Zunächst druckt er 50 Exemplare seines ersten Harlem-Romans „Push“ und bringt sie der Leserschaft sozusagen vor die Haustür: „Mit meinem Klapptisch habe ich mich ins Mekka der Urban Novel, auf die 125. Straße in Harlem gestellt und innerhalb eines Tages alle Exemplare verkauft, für 10 Dollar das Stück.“ Nachdem er auch die nächsten 300 Bücher in weniger als einer Woche vertreibt, lässt Relentless 20.000 Stück drucken. Wie es der amerikanische Traum will, wird schließlich doch ein Verlagshaus auf ihn aufmerksam. Eine Lektorin von St. Martin’s Press hat seinen gut laufenden Straßenverkaufsstand beobachtet. Geschäftsversiert handelt Relentless einen sechsstelligen Vertrag für vier seiner Romane aus. Mit dem Erlös hat er mittlerweile seinen eigenen Verlag gegründet, Relentless Content.
Ohne Zweifel ist Relentless Aaron im Mainstream angekommen. Sogar die New York Times hat ihm dieses Jahr eine zweiseitige Reportage gewidmet, was er als besonderen Erfolg wertet: „Schwarze bekommen normalerweise nicht so viel Aufmerksamkeit, so einen langen Artikel kannst du sonst nur über uns lesen, wenn es schlechte Nachrichten sind.“
Da es nicht lange braucht, um die unterhaltsamen Gettogeschichten zu verdauen, wartet seine Leserschaft ungeduldig auf neues Material. Vor allem Gefängnisinsassen lesen seine Bücher, reichen sie untereinander weiter und lassen über ihre Angehörigen Nachschub besorgen. Relentless bedient auch diesen Käufermarkt direkt. Auf der mehrstündigen Busreise in eines der New Yorker Staatsgefängnisse quetscht er sich mit Bücherkiste von Reihe zu Reihe, um die Häftlingsangehörigen mit Mitbringseln zu versorgen.
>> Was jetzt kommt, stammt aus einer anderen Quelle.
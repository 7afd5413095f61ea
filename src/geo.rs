//! Web-Mercator projection onto the provider's tile addressing scheme.

use std::f64::consts::PI;

/// Side length of the projection canvas and of one map tile, in units.
pub const TILE_SIZE: u32 = 256;

/// Clamp for `sin(lat)` to keep the projection finite at the poles.
const SINY_LIMIT: f64 = 0.9999;

/// Project a GPS coordinate onto the 256-unit world canvas.
///
/// Standard spherical Mercator forward projection. Latitudes outside ±90 are
/// not validated; the `sin(lat)` clamp keeps the math finite regardless.
pub fn project(lat: f64, lon: f64) -> (f64, f64) {
    let siny = (lat * PI / 180.0).sin().clamp(-SINY_LIMIT, SINY_LIMIT);
    let x = f64::from(TILE_SIZE) * (0.5 + lon / 360.0);
    let y = f64::from(TILE_SIZE) * (0.5 - ((1.0 + siny) / (1.0 - siny)).ln() / (4.0 * PI));
    (x, y)
}

/// Convert a GPS coordinate to integer tile indices at the given zoom level.
pub fn tile_indices(lat: f64, lon: f64, zoom: u8) -> (u32, u32) {
    let (x, y) = project(lat, lon);
    let scale = f64::from(1u32 << zoom);
    let tile_x = (x * scale / f64::from(TILE_SIZE)).floor() as u32;
    let tile_y = (y * scale / f64::from(TILE_SIZE)).floor() as u32;
    (tile_x, tile_y)
}
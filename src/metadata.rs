//! Official panorama metadata via the keyed metadata endpoint.

use crate::error::{PanoViewError, Result};
use crate::types::MetaData;
use reqwest::Client;
use serde_json::Value;

const METADATA_ENDPOINT: &str = "https://maps.googleapis.com/maps/api/streetview/metadata";

/// Fetch official metadata for a panorama.
///
/// Unlike the scraping endpoints this one returns plain JSON, but it reports
/// problems in-band through a `status` field, so the body is inspected before
/// deserializing into [`MetaData`].
pub async fn get_panorama_meta(client: &Client, pano_id: &str, api_key: &str) -> Result<MetaData> {
    let url = format!("{METADATA_ENDPOINT}?pano={pano_id}&key={api_key}");
    let response = client.get(&url).send().await?;
    let body: Value = response.json().await?;

    match body.get("status").and_then(|s| s.as_str()) {
        Some("OK") => {}
        Some(status) => {
            return Err(PanoViewError::InvalidResponse(format!(
                "metadata status {status} for panorama {pano_id}"
            )))
        }
        None => {
            return Err(PanoViewError::InvalidResponse(
                "metadata response carries no status field".to_string(),
            ))
        }
    }

    serde_json::from_value(body)
        .map_err(|e| PanoViewError::InvalidResponse(format!("metadata shape changed: {e}")))
}
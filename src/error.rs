use thiserror::Error;

/// Result type alias for panoview operations.
pub type Result<T> = std::result::Result<T, PanoViewError>;

/// Errors that can occur when using the panoview library.
#[derive(Error, Debug)]
pub enum PanoViewError {
    /// HTTP request failed
    #[error("HTTP request failed: {0}")]
    HttpError(#[from] reqwest::Error),

    /// Image processing error
    #[error("Image error: {0}")]
    ImageError(#[from] image::ImageError),

    /// IO error
    #[error("IO error: {0}")]
    IoError(#[from] std::io::Error),

    /// Invalid response from the provider
    #[error("Invalid response from provider: {0}")]
    InvalidResponse(String),

    /// Missing API key
    #[error("API key required for this operation. Use PanoView::with_api_key() to set one.")]
    MissingApiKey,

    /// One or more tiles of the grid never made it to the scratch directory
    #[error("incomplete tile grid: {} tiles missing", .missing.len())]
    PartialGrid {
        /// `(column, row)` positions with no scratch file
        missing: Vec<(u32, u32)>,
    },

    /// Stitching was asked to compose an empty tile set
    #[error("no tiles to stitch")]
    EmptyTileSet,
}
Wer nicht genug Cash dabei hat, kann auch mit Kreditkarte zahlen – Relentless lässt sich kein Geschäft entgehen, niemals.
Als Nächstes plant er, seine Erzählungen für den lateinamerikanischen und asiatischen Markt umzuschreiben. Er hat keine Zweifel, dass die Adaptation Erfolg haben wird, sein Selbstbewusstsein ist spätestens seit dem hoch dotierten Verlagsdeal unerschütterlich.
Ob sein Konzept aufgeht, kann er gleich vor Ort testen. In Chinatown und Spanish Harlem wird sich schon eine freie Straßenecke finden.